Basecamp.exe is a workshop-installation, a 21st-century ecological happening, and an interconnected ecosystem of new media and environmental artifacts. Created collaboratively with public participants through workshops, Basecamp.exe explores environmental awareness and experiences of the urban landscape. While traditional base-camps provide supplies for backcountry expeditions in exotic, faraway locales, Basecamp.exe adapts this concept to create a campsite for the modern world, comprised of digital, natural, and industrial materials—campfires, computers, tents, rocks, salvaged wood, urban debris, a #wilderness twitter feed—some of which is collected by hikers using our Indetermintae Hikes+ mobile app. When “the environment” is regarded as a wild, faraway destination, we forget the ecological connections in our own homes and backyards, on city sidewalks and interstate highways. Basecamp.exe is a campsite for the ecological world in which we actually live. Workshop activities include exchanging stories around a computer-campfire built with industrial rubble, tweeting posts that enter a global archive of #wilderness consciousness inside an expedition-quality tent, documenting wild happenings in the outdoors, and collecting found unnatural objects made of natural materials for display on log displays made of recycled LCD screens, among other environmental engagements.
In a sense, Basecamp.exe provides people with a framework for expeditions to nowhere because we have already arrived. And we are already home. There is nothing to go toward, nothing to return to. Nature is a myth. Progress is a sham (the Dadaists got the memo on that one quickly). And nostalgia is the rosy view of sentimentality coupled with the security of knowing that we have safely survived the past. Basecamp.exe offers participants the chance to experience the immediate and temporary adventure of life on planet earth with all its multi-ecological interconnections.
What role does the digital take in ecologies? Are they interdependent?
The digital takes on all roles. Nothing is independent. So, yes, “they” are interdependent!
The language of wildness factors into the basecamp.exe project. How does your ecological sensibility position wildness or wild forms of life? I take it that these terms are no longer antithetical to civilization or urban spaces. So how are we to apprehend social space under a rubric of wildness?
The language of wildness/wilderness factors into all our projects. As William Cronon so aptly pointed out so many years ago, wilderness is a myth. The idea of a sublime, sacred space of freedom and renewal, a zone of untouched nature where human intervention has not occurred, is a myth. For quite some time, the term “wilderness” circulated without question within environmentalist circles and was the centerpiece of environmental protection, including the creation of national parks. Cronon traced the roots of this idea in range of historical ideas and events—Judeo-Christian values, romanticism, primitivism, the mythology of the American frontier, US nationalism, and colonial conquest: “there is nothing natural about the concept of wilderness,” he argued. “It is entirely a creation of the culture that holds it dear, a product of the very history it seeks to deny.” In addition, the idea of wilderness makes invisible the environments we actually live in—so that we can pollute and live unsustainably while we “leave no trace” on a backpacking trip in national park. Our early collaborative video “Wilderness Trouble” reflects on our recovery from this naïve romanticization of nature that most of American culture still suffers from and captures the moment when we began to bring the global networks into our environmental awareness. And yet, like Cronon, we don’t think the concept of “wilderness” has to be thrown away, and we will quote him here—because he expresses so well what we can learn from the otherness of nature: “Wilderness teaches us to ask whether the Other must always bend to our will, and if not, under what circumstances it should be allowed to flourish without our intervention. This is surely a question worth asking about everything we do, and not just about the natural world.”

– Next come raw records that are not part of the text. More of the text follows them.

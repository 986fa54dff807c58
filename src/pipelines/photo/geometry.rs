// SPDX-License-Identifier: GPL-3.0-only
// Cover-fit geometry between a display container and the camera's pixels

//! Capture geometry
//!
//! The preview is displayed with cover fit: the video is scaled uniformly so
//! it fills the container, and whatever overflows is hidden. Capture must
//! reproduce exactly the visible region, so the crop window is computed here
//! in source-intrinsic pixel space from the two aspect ratios.

use crate::constants::capture;

/// Geometry linking the on-screen container to a crop window in the source
#[derive(Debug, Clone, Copy, PartialEq)]
pub struct VisualFrameGeometry {
    /// Displayed container size in CSS-like units
    pub container_width: f32,
    pub container_height: f32,
    /// Source frame size in pixels
    pub intrinsic_width: u32,
    pub intrinsic_height: u32,
    /// Visible crop window in source pixel space (fractional by design)
    pub crop_x: f32,
    pub crop_y: f32,
    pub crop_width: f32,
    pub crop_height: f32,
}

impl VisualFrameGeometry {
    /// Compute the cover-fit crop window
    ///
    /// Returns `None` when either size is degenerate (zero, negative or
    /// non-finite), in which case no capture should be attempted.
    pub fn cover_fit(
        container_width: f32,
        container_height: f32,
        intrinsic_width: u32,
        intrinsic_height: u32,
    ) -> Option<Self> {
        if !container_width.is_finite()
            || !container_height.is_finite()
            || container_width <= 0.0
            || container_height <= 0.0
            || intrinsic_width == 0
            || intrinsic_height == 0
        {
            return None;
        }

        let container_aspect = container_width / container_height;
        let intrinsic_w = intrinsic_width as f32;
        let intrinsic_h = intrinsic_height as f32;
        let video_aspect = intrinsic_w / intrinsic_h;

        // Container wider than the video: full width is visible, the top and
        // bottom are cropped. Otherwise full height is visible and the sides
        // are cropped. Equal aspects fall through to a full-frame crop.
        let (crop_x, crop_y, crop_width, crop_height) = if container_aspect > video_aspect {
            let crop_height = intrinsic_w / container_aspect;
            (0.0, (intrinsic_h - crop_height) / 2.0, intrinsic_w, crop_height)
        } else {
            let crop_width = intrinsic_h * container_aspect;
            ((intrinsic_w - crop_width) / 2.0, 0.0, crop_width, intrinsic_h)
        };

        Some(Self {
            container_width,
            container_height,
            intrinsic_width,
            intrinsic_height,
            crop_x,
            crop_y,
            crop_width,
            crop_height,
        })
    }

    /// Output raster size for a given display scale factor
    ///
    /// The scale is capped so high-density displays cannot balloon the
    /// output; invalid scales fall back to 1.0. Each dimension is at least
    /// one pixel.
    pub fn output_size(&self, scale: f32) -> (u32, u32) {
        let scale = if scale.is_finite() && scale > 0.0 {
            scale.min(capture::MAX_OUTPUT_SCALE)
        } else {
            1.0
        };
        let width = (self.container_width * scale).round().max(1.0) as u32;
        let height = (self.container_height * scale).round().max(1.0) as u32;
        (width, height)
    }
}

At times in our work the term “wildness” functions as a chance operation, like the unexpected visitors, such as the bear, the moose, or the tax assessor who all recently stopped by our art studio in the western mountains of Maine. For us, concentrating on chance encounters—or “interruptions of knowledge” as Gayatri Spivak called them in Leila’s graduate seminars at Columbia, or “near-miracles” as Allen Kaprow called them—bring us into a state of mindful awareness of the life we are living. Other times “wildness” works as a stand-in for unknowable “other” like a deer, a colleague, a neighbor, God, or Buddha. Imagination of the other—and awareness of what we cannot know and will never know, and accepting this with a purposefully playful attitude—is the impetus behind our work, and we actually don’t wish to over-prescribe it or talk too much about apprehending it.
One of us (Cary) is an artist-theorist, and one of us (Leila) is a theorist-artist, and we trade out instruments so as not to lose the energy, wonder, wildness, and fresh-faced amateurism of the band. It is important for us to find ways to encourage accidents within our process. Cary thinks we “throw” terms, knowledge, culture, and ideas around in our work the way Richard Serra threw molten lead in his early works and then later on threw around hot vaseline for Matthew Barney’s Cremaster 3. Leila, though, is not sure about this throwing-around idea and is looking for another metaphor… Meanwhile, we both agree that we are investigating the possibilities that emerge when theory and practice are freed from their respective states.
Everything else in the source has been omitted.